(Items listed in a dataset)
BEGIN
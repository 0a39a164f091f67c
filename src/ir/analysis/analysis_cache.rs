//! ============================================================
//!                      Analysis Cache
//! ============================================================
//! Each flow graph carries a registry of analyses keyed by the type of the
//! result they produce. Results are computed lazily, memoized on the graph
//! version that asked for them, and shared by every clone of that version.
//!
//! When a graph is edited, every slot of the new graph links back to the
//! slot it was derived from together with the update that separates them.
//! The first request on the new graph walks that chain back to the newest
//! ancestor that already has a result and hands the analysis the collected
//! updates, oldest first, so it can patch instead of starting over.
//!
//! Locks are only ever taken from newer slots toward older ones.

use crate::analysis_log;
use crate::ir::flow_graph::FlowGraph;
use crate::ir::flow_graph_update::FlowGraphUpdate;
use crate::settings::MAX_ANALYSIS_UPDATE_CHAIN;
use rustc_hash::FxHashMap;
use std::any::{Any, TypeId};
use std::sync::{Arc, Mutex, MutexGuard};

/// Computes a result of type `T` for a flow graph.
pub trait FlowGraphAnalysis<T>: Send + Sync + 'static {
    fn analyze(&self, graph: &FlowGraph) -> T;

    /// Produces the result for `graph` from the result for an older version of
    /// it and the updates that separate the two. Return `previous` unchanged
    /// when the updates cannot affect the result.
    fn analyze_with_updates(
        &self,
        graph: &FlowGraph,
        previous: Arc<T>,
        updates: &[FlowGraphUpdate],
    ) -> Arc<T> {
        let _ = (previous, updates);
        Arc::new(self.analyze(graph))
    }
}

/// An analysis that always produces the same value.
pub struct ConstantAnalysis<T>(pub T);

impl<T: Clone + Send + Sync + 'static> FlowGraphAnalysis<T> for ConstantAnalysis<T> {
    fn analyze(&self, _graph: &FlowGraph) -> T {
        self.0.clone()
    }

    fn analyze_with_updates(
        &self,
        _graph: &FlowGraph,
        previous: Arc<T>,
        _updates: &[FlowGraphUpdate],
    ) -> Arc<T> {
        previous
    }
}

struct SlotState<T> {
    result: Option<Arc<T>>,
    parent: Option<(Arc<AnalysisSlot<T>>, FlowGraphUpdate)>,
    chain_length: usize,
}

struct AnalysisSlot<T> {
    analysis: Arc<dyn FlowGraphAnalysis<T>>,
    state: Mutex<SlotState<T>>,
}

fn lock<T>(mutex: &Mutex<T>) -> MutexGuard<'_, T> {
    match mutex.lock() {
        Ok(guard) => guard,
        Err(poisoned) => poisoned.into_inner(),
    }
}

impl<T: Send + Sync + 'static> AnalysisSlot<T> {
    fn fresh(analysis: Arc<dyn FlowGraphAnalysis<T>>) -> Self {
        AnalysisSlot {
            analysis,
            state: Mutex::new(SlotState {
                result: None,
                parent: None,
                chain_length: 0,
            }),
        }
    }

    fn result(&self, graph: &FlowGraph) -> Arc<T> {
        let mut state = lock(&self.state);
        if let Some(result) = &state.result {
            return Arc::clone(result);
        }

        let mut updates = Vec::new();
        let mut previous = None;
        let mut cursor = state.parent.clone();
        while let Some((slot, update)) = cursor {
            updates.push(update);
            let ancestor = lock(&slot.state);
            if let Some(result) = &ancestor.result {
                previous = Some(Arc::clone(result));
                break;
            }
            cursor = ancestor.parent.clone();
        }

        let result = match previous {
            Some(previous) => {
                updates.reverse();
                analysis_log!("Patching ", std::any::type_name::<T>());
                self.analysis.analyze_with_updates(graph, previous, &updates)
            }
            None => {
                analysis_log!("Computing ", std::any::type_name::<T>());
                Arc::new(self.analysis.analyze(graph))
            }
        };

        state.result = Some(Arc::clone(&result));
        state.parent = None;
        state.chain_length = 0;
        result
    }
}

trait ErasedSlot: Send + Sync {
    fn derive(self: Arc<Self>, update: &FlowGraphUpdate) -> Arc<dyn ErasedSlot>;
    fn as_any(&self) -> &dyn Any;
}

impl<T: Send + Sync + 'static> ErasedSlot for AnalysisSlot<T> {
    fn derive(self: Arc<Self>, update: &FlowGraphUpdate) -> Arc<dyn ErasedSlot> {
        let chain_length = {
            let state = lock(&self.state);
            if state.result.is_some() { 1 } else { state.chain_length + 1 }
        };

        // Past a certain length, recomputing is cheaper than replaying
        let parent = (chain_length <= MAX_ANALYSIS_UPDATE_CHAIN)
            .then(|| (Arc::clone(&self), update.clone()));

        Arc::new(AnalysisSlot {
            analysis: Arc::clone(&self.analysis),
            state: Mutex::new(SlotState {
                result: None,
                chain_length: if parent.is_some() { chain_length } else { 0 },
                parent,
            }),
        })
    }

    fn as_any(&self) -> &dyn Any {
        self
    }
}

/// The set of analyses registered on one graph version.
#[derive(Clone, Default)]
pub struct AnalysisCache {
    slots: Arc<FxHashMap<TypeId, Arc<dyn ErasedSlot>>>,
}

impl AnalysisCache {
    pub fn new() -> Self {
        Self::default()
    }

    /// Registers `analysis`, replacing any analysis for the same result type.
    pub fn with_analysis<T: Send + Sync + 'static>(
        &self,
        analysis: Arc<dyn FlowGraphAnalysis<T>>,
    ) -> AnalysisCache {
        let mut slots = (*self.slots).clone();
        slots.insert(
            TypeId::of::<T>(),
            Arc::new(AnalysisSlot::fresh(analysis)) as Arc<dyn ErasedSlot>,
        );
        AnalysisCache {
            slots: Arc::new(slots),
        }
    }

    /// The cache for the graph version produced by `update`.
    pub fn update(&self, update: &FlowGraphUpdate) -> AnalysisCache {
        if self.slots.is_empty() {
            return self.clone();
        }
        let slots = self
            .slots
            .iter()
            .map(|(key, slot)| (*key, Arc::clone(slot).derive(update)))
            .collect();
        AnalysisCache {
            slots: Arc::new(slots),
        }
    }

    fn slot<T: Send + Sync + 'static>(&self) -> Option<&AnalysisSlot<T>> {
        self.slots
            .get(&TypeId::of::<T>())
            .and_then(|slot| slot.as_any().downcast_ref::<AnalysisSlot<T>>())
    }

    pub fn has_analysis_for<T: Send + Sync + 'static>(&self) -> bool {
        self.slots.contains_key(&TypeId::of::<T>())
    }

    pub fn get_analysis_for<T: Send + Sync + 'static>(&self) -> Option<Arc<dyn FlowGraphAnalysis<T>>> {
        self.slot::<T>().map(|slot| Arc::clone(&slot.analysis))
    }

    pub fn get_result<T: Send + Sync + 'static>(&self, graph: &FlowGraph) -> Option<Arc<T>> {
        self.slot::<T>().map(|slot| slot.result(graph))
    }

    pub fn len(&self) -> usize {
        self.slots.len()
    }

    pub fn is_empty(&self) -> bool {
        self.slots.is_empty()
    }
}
END
The lines to copy run from the first line of the entries to the line containing "fn analyze(&self, graph: &FlowGraph)"; copy them exactly and output nothing else.

repository 0a39a164f091f67c
filename src/ir/analysis/analysis_cache.rs
//! ============================================================
//!                      Analysis Cache
//! ============================================================
//! Each flow graph carries a registry of analyses keyed by the type of the
//! result they produce. Results are computed lazily, memoized on the graph
//! version that asked for them, and shared by every clone of that version.
//!
//! When a graph is edited, every slot of the new graph links back to the
//! slot it was derived from together with the update that separates them.
//! The first request on the new graph walks that chain back to the newest
//! ancestor that already has a result and hands the analysis the collected
//! updates, oldest first, so it can patch instead of starting over.
//!
//! Locks are only ever taken from newer slots toward older ones.

use crate::analysis_log;
use crate::ir::flow_graph::FlowGraph;
use crate::ir::flow_graph_update::FlowGraphUpdate;
use crate::settings::MAX_ANALYSIS_UPDATE_CHAIN;
use rustc_hash::FxHashMap;
use std::any::{Any, TypeId};
use std::sync::{Arc, Mutex, MutexGuard};

/// Computes a result of type `T` for a flow graph.
pub trait FlowGraphAnalysis<T>: Send + Sync + 'static {
    fn analyze(&self, graph: &FlowGraph) -> T;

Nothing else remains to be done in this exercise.